All I want is to be left alone in my average home;
But why do I always feel like I’m in the Twilight Zone.
I always feel like somebody’s watching me.
It was one of those ubiquitous pop supernovas that you couldn’t get off your radio – or out of your head; a one-hit wonder by a guy named Rockwell, who sounded a whole lot like Michael Jackson, mostly because MJ sang background vocals on it. It burned up the charts and the club dance scene back in, appropriately, 1984.
And it’s back. In my average home. In my Twilight Zone. In yours, too. If you live in or venture onto the streets of New Orleans, here in 2018.
Outside the bedroom window of my apartment in Mid City, there is a white box attached to a utility pole, with flashing red and blue lights, all day, all night. When I go to sleep, they are there, flashing red and blue. When I wake up, they are there, flashing red and blue. Always, flashing red and blue.

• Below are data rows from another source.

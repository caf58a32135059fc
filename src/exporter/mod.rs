// file: src/exporter/mod.rs
// description: report exporters
// reference: internal module structure

pub mod json;

pub use json::{ExportedReport, JsonExporter};
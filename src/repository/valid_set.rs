// file: src/repository/valid_set.rs
// description: Loading the set of valid namespace/repo identifiers
// reference: line oriented id list, one namespace/repo per line

use crate::error::{AuditError, Result};
use crate::models::RepoId;
use std::collections::HashSet;
use std::fs::File;
use std::io::{BufRead, BufReader};
use std::path::Path;
use tracing::{debug, info, warn};

#[derive(Debug, Clone, Default)]
pub struct ValidRepoSet {
    ids: HashSet<String>,
}

impl ValidRepoSet {
    pub fn load(path: &Path, skip_blank_lines: bool) -> Result<Self> {
        let file = File::open(path).map_err(|e| AuditError::file_operation(path, e))?;
        let set = Self::from_reader(BufReader::new(file), skip_blank_lines)
            .map_err(|e| match e {
                AuditError::Io(source) => AuditError::file_operation(path, source),
                other => other,
            })?;

        info!("Got {} repos", set.len());
        Ok(set)
    }

    pub fn from_reader<R: BufRead>(reader: R, skip_blank_lines: bool) -> Result<Self> {
        let mut ids = HashSet::new();

        for (index, line) in reader.lines().enumerate() {
            let line = line?;
            let id = line.trim();

            if id.is_empty() && skip_blank_lines {
                debug!("Skipping blank line {}", index + 1);
                continue;
            }

            if RepoId::parse(id).is_err() {
                warn!(
                    "Line {} is not a namespace/repo id and will never match: {:?}",
                    index + 1,
                    id
                );
            }

            ids.insert(id.to_string());
        }

        Ok(Self { ids })
    }

    pub fn contains(&self, id: &RepoId) -> bool {
        self.ids.contains(&id.key())
    }

    pub fn len(&self) -> usize {
        self.ids.len()
    }

    pub fn is_empty(&self) -> bool {
        self.ids.is_empty()
    }
}

impl<S: Into<String>> FromIterator<S> for ValidRepoSet {
    fn from_iter<I: IntoIterator<Item = S>>(iter: I) -> Self {
        Self {
            ids: iter.into_iter().map(Into::into).collect(),
        }
    }
}
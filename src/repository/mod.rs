// file: src/repository/mod.rs
// description: Repository discovery and classification module exports
// reference: Internal module structure

pub mod classifier;
pub mod scanner;
pub mod valid_set;

pub use classifier::RepoClassifier;
pub use scanner::{DiscoveredRepo, RepoScanner};
pub use valid_set::ValidRepoSet;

On the underside of the white box is a dark orb, like one of those things you see on the ceilings at casinos – a camouflaged eye in the sky. On the side of the white box is an upside down crescent over a star – the logo of the New Orleans Police Department.

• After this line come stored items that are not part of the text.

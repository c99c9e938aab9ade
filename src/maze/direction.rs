use super::cell::Wall;

#[derive(Debug, Copy, Clone, PartialEq, Eq, Hash)]
pub enum Direction {
    Up,
    Right,
    Down,
    Left,
}

impl Direction {
    /// Clockwise from the top, the order wall-respecting neighbors are visited in.
    pub const CLOCKWISE: [Direction; 4] = [
        Direction::Up,
        Direction::Right,
        Direction::Down,
        Direction::Left,
    ];

    pub fn opposite(self) -> Direction {
        match self {
            Direction::Up => Direction::Down,
            Direction::Right => Direction::Left,
            Direction::Down => Direction::Up,
            Direction::Left => Direction::Right,
        }
    }

    /// The wall a cell must lack to be left in this direction.
    pub fn wall(self) -> Wall {
        match self {
            Direction::Up => Wall::Top,
            Direction::Right => Wall::Right,
            Direction::Down => Wall::Bottom,
            Direction::Left => Wall::Left,
        }
    }

    /// Signed `(row, col)` offset of one step in this direction.
    pub fn delta(self) -> (isize, isize) {
        match self {
            Direction::Up => (-1, 0),
            Direction::Right => (0, 1),
            Direction::Down => (1, 0),
            Direction::Left => (0, -1),
        }
    }

    /// Inverse of [`Direction::delta`]. Anything but a unit step is `None`.
    pub fn from_delta(delta_row: isize, delta_col: isize) -> Option<Direction> {
        match (delta_row, delta_col) {
            (-1, 0) => Some(Direction::Up),
            (0, 1) => Some(Direction::Right),
            (1, 0) => Some(Direction::Down),
            (0, -1) => Some(Direction::Left),
            _ => None,
        }
    }
}

/// Map the step from one cell to an adjacent one onto the pair of walls that separate them.
///
/// `delta_row` and `delta_col` are `to - from`. Returns `(wall_on_current, wall_on_neighbor)`,
/// or `None` when the two cells are not orthogonally adjacent. Every wall removal and every
/// legality check goes through here so both sides of a wall are always treated together.
pub fn wall_pair(delta_row: isize, delta_col: isize) -> Option<(Wall, Wall)> {
    Direction::from_delta(delta_row, delta_col).map(|d| (d.wall(), d.opposite().wall()))
}

#[cfg(test)]
mod tests {
    use super::*;

    #[test]
    fn test_wall_pair_directions() {
        assert_eq!(wall_pair(-1, 0), Some((Wall::Top, Wall::Bottom)));
        assert_eq!(wall_pair(1, 0), Some((Wall::Bottom, Wall::Top)));
        assert_eq!(wall_pair(0, -1), Some((Wall::Left, Wall::Right)));
        assert_eq!(wall_pair(0, 1), Some((Wall::Right, Wall::Left)));
    }

    #[test]
    fn test_wall_pair_rejects_non_unit_steps() {
        assert_eq!(wall_pair(0, 0), None);
        assert_eq!(wall_pair(1, 1), None);
        assert_eq!(wall_pair(-2, 0), None);
        assert_eq!(wall_pair(0, 3), None);
    }

    #[test]
    fn test_delta_roundtrip() {
        for d in Direction::CLOCKWISE {
            let (dr, dc) = d.delta();
            assert_eq!(Direction::from_delta(dr, dc), Some(d));
            assert_eq!(d.opposite().opposite(), d);
        }
    }
}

You must have seen them. They appeared swiftly and suddenly several months ago, all over town, like specters from an alien overlord. And that’s pretty much what they are.
Without public debate, the city installed hundreds of these flashing camera boxes in what the NOPD termed crime “hot spots.” I had no idea that my block was worthy of such an esteemed designation. The worst thing that happens here is some folks don’t pick up after their dogs.
And in a non-descript office on the edge of the French Quarter, a team of monitors is, well, monitoring everything that goes on within view of the cameras. It’s called the Real Time Crime Monitoring Center. We’re told it’s for crime prevention.
Then why the flashing red and blue lights to call attention? I guess they’re a heads up for anyone considering copping a dime bag or urinating on their neighbor’s yard.
Now look, like any New Orleanian, I’m game for new and creative means for reducing crime. But there comes a point where I object to my bedroom being considered a crime “hot spot.” As far as I know, that camera can look right at me when I’m shuffling around late at night in my tighty whities and tube socks, flossing, and watching reruns of “Mannix” on MeTV. (The same station that brings you nightly reruns of The Twilight Zone, by the way.)
I mean, do they really want to see me naked? Hell, I don’t even want to see me naked.
At the Monitoring Center, there are banks of video screens in constant rotation 24/7, with law enforcement officials keeping a watchful eye over – and perhaps into? – our homes. Wouldn’t they be better purposed on the streets that they’re watching?
I’d feel a lot safer with a cop on my street than a camera. All the camera can do is catch the guy who kills me, not prevent it. Then what good is that?
Just sayin’.
As a salve against public dissent, and to assure us that no unseemly voyeurism or inappropriate monitoring is afoot at the Monitoring Center, the NOPD says the monitors monitoring the Real Time Crime Monitors are themselves being monitored by other monitors.
So who’s monitoring those monitors?
It’s a little crazy and a lot creepy in our times to realize that everywhere you go, everything you do, every purchase you make, everyone you communicate with, how much money you have, every website you visit, every time you sneak a smoke, what music you listen to, what brand of toilet paper you prefer, every time you give the finger to a driver that cuts you off, and every time you put on women’s underwear is being loaded into a massive government data base.
And I guess that last one isn’t such a big deal if you’re a woman. But still.
And I’m no conspiracy theorist; far from it in fact. But it seems like the authorities have cameras recording everything we do outside the privacy of our bedrooms these days.
Unless, of course, one of those cameras is right outside your bedroom.